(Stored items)

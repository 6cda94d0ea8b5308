use log::error;
use rocket::http::{Method, Status};
use rocket::response::{self, Responder};
use rocket::serde::json::Json;
use rocket::{catch, Request};
use crate::handlers::{ApiError, ErrorBody, SERVER_ERROR};

pub const MALFORMED_BODY: &str = "Malformed request body";
pub const MALFORMED_REQUEST: &str = "Malformed request";
pub const ROUTE_NOT_FOUND: &str = "Not found";

impl<'r> Responder<'r, 'static> for ApiError {
    fn respond_to(self, request: &'r Request<'_>) -> response::Result<'static> {
        let status = match &self {
            ApiError::Validation(_) => Status::BadRequest,
            ApiError::NotFound(_) => Status::NotFound,
            ApiError::Store(e) => {
                error!("{} {} failed: {e}", request.method(), request.uri());
                Status::InternalServerError
            },
        };
        (status, Json(ErrorBody::from(&self))).respond_to(request)
    }
}

#[catch(400)]
pub fn bad_request() -> Json<ErrorBody> {
    Json(ErrorBody::new(MALFORMED_BODY))
}

#[catch(404)]
pub fn not_found() -> Json<ErrorBody> {
    Json(ErrorBody::new(ROUTE_NOT_FOUND))
}

// a POST body of the wrong shape, or an id segment that is not an integer
#[catch(422)]
pub fn unprocessable_entity(request: &Request<'_>) -> Json<ErrorBody> {
    Json(ErrorBody::new(
        if request.method() == Method::Post {
            MALFORMED_BODY
        } else {
            MALFORMED_REQUEST
        }
    ))
}

#[catch(500)]
pub fn internal_error() -> Json<ErrorBody> {
    Json(ErrorBody::new(SERVER_ERROR))
}

#[catch(default)]
pub fn default_catcher(status: Status, _request: &Request<'_>) -> (Status, Json<ErrorBody>) {
    (status, Json(ErrorBody::new(status.reason_lossy())))
}
use std::sync::Arc;
use log::{debug, info};
use crate::data::{NewNote, Note};
use crate::handlers::errors::{ApiError, NOTE_NOT_FOUND};
use crate::handlers::model::{NewNoteRequest, SerializedNote};
use crate::store::NoteStore;

pub struct NoteHandler {
    store: Arc<dyn NoteStore>,
}

impl NoteHandler {
    pub fn new(store: Arc<dyn NoteStore>) -> Self {
        NoteHandler { store }
    }

    pub async fn list(&self) -> Result<Vec<SerializedNote>, ApiError> {
        Ok(
            self.store.list().await?
                .into_iter()
                .map(SerializedNote::from)
                .collect()
        )
    }

    // folder_id is not checked here, the store's foreign key rejects
    // dangling references
    pub async fn create(
        &self,
        request: NewNoteRequest,
    ) -> Result<SerializedNote, ApiError> {
        let note_name = request.note_name
            .filter(|name| !name.is_empty())
            .ok_or_else(|| ApiError::missing_field("note_name"))?;
        let folder_id = request.folder_id
            .ok_or_else(|| ApiError::missing_field("folder_id"))?;
        let note = self.store
            .insert(
                NewNote {
                    note_name,
                    content: request.content.unwrap_or_default(),
                    folder_id,
                }
            )
            .await?;
        info!("note {} created in folder {}", note.id, note.folder_id);
        Ok(note.into())
    }

    pub async fn fetch_by_id(&self, id: i64) -> Result<Note, ApiError> {
        self.store.get_by_id(id).await?
            .ok_or_else(|| {
                debug!("note {id} not found");
                ApiError::NotFound(NOTE_NOT_FOUND)
            })
    }

    pub fn get(&self, note: Note) -> SerializedNote {
        note.into()
    }

    pub async fn delete(&self, note: Note) -> Result<(), ApiError> {
        self.store.delete_by_id(note.id).await?;
        info!("note {} deleted", note.id);
        Ok(())
    }
}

**Exercise instructions**.
Please give all the entries above again, exactly as they stand.

**Task solution**.
repository 6cda94d0ea8b5308
use log::error;
use rocket::http::{Method, Status};
use rocket::response::{self, Responder};
use rocket::serde::json::Json;
use rocket::{catch, Request};
use crate::handlers::{ApiError, ErrorBody, SERVER_ERROR};

pub const MALFORMED_BODY: &str = "Malformed request body";
pub const MALFORMED_REQUEST: &str = "Malformed request";
pub const ROUTE_NOT_FOUND: &str = "Not found";

impl<'r> Responder<'r, 'static> for ApiError {
    fn respond_to(self, request: &'r Request<'_>) -> response::Result<'static> {
        let status = match &self {
            ApiError::Validation(_) => Status::BadRequest,
            ApiError::NotFound(_) => Status::NotFound,
            ApiError::Store(e) => {
                error!("{} {} failed: {e}", request.method(), request.uri());
                Status::InternalServerError
            },
        };
        (status, Json(ErrorBody::from(&self))).respond_to(request)
    }
}

#[catch(400)]
pub fn bad_request() -> Json<ErrorBody> {
    Json(ErrorBody::new(MALFORMED_BODY))
}

#[catch(404)]
pub fn not_found() -> Json<ErrorBody> {
    Json(ErrorBody::new(ROUTE_NOT_FOUND))
}

// a POST body of the wrong shape, or an id segment that is not an integer
#[catch(422)]
pub fn unprocessable_entity(request: &Request<'_>) -> Json<ErrorBody> {
    Json(ErrorBody::new(
        if request.method() == Method::Post {
            MALFORMED_BODY
        } else {
            MALFORMED_REQUEST
        }
    ))
}

#[catch(500)]
pub fn internal_error() -> Json<ErrorBody> {
    Json(ErrorBody::new(SERVER_ERROR))
}

#[catch(default)]
pub fn default_catcher(status: Status, _request: &Request<'_>) -> (Status, Json<ErrorBody>) {
    (status, Json(ErrorBody::new(status.reason_lossy())))
}
use std::sync::Arc;
use log::{debug, info};
use crate::data::{NewNote, Note};
use crate::handlers::errors::{ApiError, NOTE_NOT_FOUND};
use crate::handlers::model::{NewNoteRequest, SerializedNote};
use crate::store::NoteStore;

pub struct NoteHandler {
    store: Arc<dyn NoteStore>,
}

impl NoteHandler {
    pub fn new(store: Arc<dyn NoteStore>) -> Self {
        NoteHandler { store }
    }

    pub async fn list(&self) -> Result<Vec<SerializedNote>, ApiError> {
        Ok(
            self.store.list().await?
                .into_iter()
                .map(SerializedNote::from)
                .collect()
        )
    }

    // folder_id is not checked here, the store's foreign key rejects
    // dangling references
    pub async fn create(
        &self,
        request: NewNoteRequest,
    ) -> Result<SerializedNote, ApiError> {
        let note_name = request.note_name
            .filter(|name| !name.is_empty())
            .ok_or_else(|| ApiError::missing_field("note_name"))?;
        let folder_id = request.folder_id
            .ok_or_else(|| ApiError::missing_field("folder_id"))?;
        let note = self.store
            .insert(
                NewNote {
                    note_name,
                    content: request.content.unwrap_or_default(),
                    folder_id,
                }
            )
            .await?;
        info!("note {} created in folder {}", note.id, note.folder_id);
        Ok(note.into())
    }

    pub async fn fetch_by_id(&self, id: i64) -> Result<Note, ApiError> {
        self.store.get_by_id(id).await?
            .ok_or_else(|| {
                debug!("note {id} not found");
                ApiError::NotFound(NOTE_NOT_FOUND)
            })
    }

    pub fn get(&self, note: Note) -> SerializedNote {
        note.into()
    }

    pub async fn delete(&self, note: Note) -> Result<(), ApiError> {
        self.store.delete_by_id(note.id).await?;
        info!("note {} deleted", note.id);
        Ok(())
    }
}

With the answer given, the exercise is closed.